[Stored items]
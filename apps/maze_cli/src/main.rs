use std::{
    io::{self, BufRead, Write},
    path::PathBuf,
    thread,
};

mod app;
mod backend_bridge;
mod config;
mod controller;
mod ui;

use anyhow::Result;
use clap::Parser;
use crossbeam_channel::{bounded, select, Receiver};
use maze_core::RemoteGateway;
use tracing_subscriber::EnvFilter;

use crate::{
    app::{MazeApp, Output},
    config::{load_settings, parse_default_grid, parse_server_url, parse_user_token},
};

#[derive(Parser, Debug)]
#[command(about = "Draw mazes, submit them to the maze service, and overlay their solutions")]
struct Args {
    #[arg(long, default_value = config::DEFAULT_SETTINGS_FILE)]
    config: PathBuf,
    #[arg(long)]
    server_url: Option<String>,
    #[arg(long)]
    user_token: Option<String>,
    #[arg(long)]
    user_id: Option<String>,
    #[arg(long)]
    grid_size: Option<String>,
}

fn spawn_stdin_reader() -> Receiver<String> {
    let (line_tx, line_rx) = bounded::<String>(64);
    thread::spawn(move || {
        for line in io::stdin().lock().lines() {
            let Ok(line) = line else { break };
            if line_tx.send(line).is_err() {
                break;
            }
        }
    });
    line_rx
}

/// Prints outputs; returns false once the user asked to quit.
fn emit(outputs: Vec<Output>) -> bool {
    let mut stdout = io::stdout().lock();
    let mut keep_running = true;
    for output in outputs {
        let _ = match output {
            Output::Draw(text) => writeln!(stdout, "{text}\n"),
            Output::Info(text) => writeln!(stdout, "{text}"),
            Output::Alert(text) => writeln!(stdout, "!! {}", text.replace('\n', "\n!! ")),
            Output::Quit => {
                keep_running = false;
                Ok(())
            }
        };
    }
    let _ = stdout.flush();
    keep_running
}

fn main() -> Result<()> {
    tracing_subscriber::fmt()
        .with_env_filter(
            EnvFilter::try_from_default_env().unwrap_or_else(|_| EnvFilter::new("info")),
        )
        .with_writer(io::stderr)
        .init();
    let args = Args::parse();

    let mut settings = load_settings(&args.config);
    if let Some(v) = args.server_url {
        settings.server_url = v;
    }
    if let Some(v) = args.user_token {
        settings.user_token = Some(v);
    }
    if let Some(v) = args.user_id {
        settings.user_id = Some(v);
    }
    if let Some(v) = args.grid_size {
        settings.default_grid_size = v;
    }

    let server_url = parse_server_url(&settings.server_url)?;
    let user_token = parse_user_token(settings.user_token.as_deref())?;
    let default_grid = parse_default_grid(&settings.default_grid_size)?;
    if user_token.is_none() {
        tracing::warn!("no user token configured; the server will likely refuse requests");
    }
    tracing::info!(server_url = %server_url, "maze editor starting");

    let (cmd_tx, cmd_rx) = bounded(256);
    let (ui_tx, ui_rx) = bounded(1024);
    let gateway = RemoteGateway::http(server_url, user_token);
    let _backend = backend_bridge::runtime::launch(cmd_rx, ui_tx, gateway);

    let mut app = MazeApp::new(cmd_tx, settings.user_id.clone(), default_grid);
    let lines = spawn_stdin_reader();
    emit(vec![Output::Info("type help for commands".to_string())]);
    if !emit(app.start()) {
        return Ok(());
    }

    loop {
        let outputs = select! {
            recv(lines) -> line => match line {
                Ok(line) => app.handle_line(&line),
                Err(_) => break,
            },
            recv(ui_rx) -> event => match event {
                Ok(event) => app.handle_event(event),
                Err(_) => break,
            },
        };
        if !emit(outputs) {
            break;
        }
    }

    tracing::info!("maze editor exiting");
    Ok(())
}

## THE TASK
Of all the entries above, retype exactly the lines from the line with "let mut stdout = io::stdout().lock();" to the line with "let server_url = parse_server_url(&settings.server_url)?;", both included, and no others.

## WRITTEN SOLUTION
    let mut stdout = io::stdout().lock();
    let mut keep_running = true;
    for output in outputs {
        let _ = match output {
            Output::Draw(text) => writeln!(stdout, "{text}\n"),
            Output::Info(text) => writeln!(stdout, "{text}"),
            Output::Alert(text) => writeln!(stdout, "!! {}", text.replace('\n', "\n!! ")),
            Output::Quit => {
                keep_running = false;
                Ok(())
            }
        };
    }
    let _ = stdout.flush();
    keep_running
}

fn main() -> Result<()> {
    tracing_subscriber::fmt()
        .with_env_filter(
            EnvFilter::try_from_default_env().unwrap_or_else(|_| EnvFilter::new("info")),
        )
        .with_writer(io::stderr)
        .init();
    let args = Args::parse();

    let mut settings = load_settings(&args.config);
    if let Some(v) = args.server_url {
        settings.server_url = v;
    }
    if let Some(v) = args.user_token {
        settings.user_token = Some(v);
    }
    if let Some(v) = args.user_id {
        settings.user_id = Some(v);
    }
    if let Some(v) = args.grid_size {
        settings.default_grid_size = v;
    }

    let server_url = parse_server_url(&settings.server_url)?;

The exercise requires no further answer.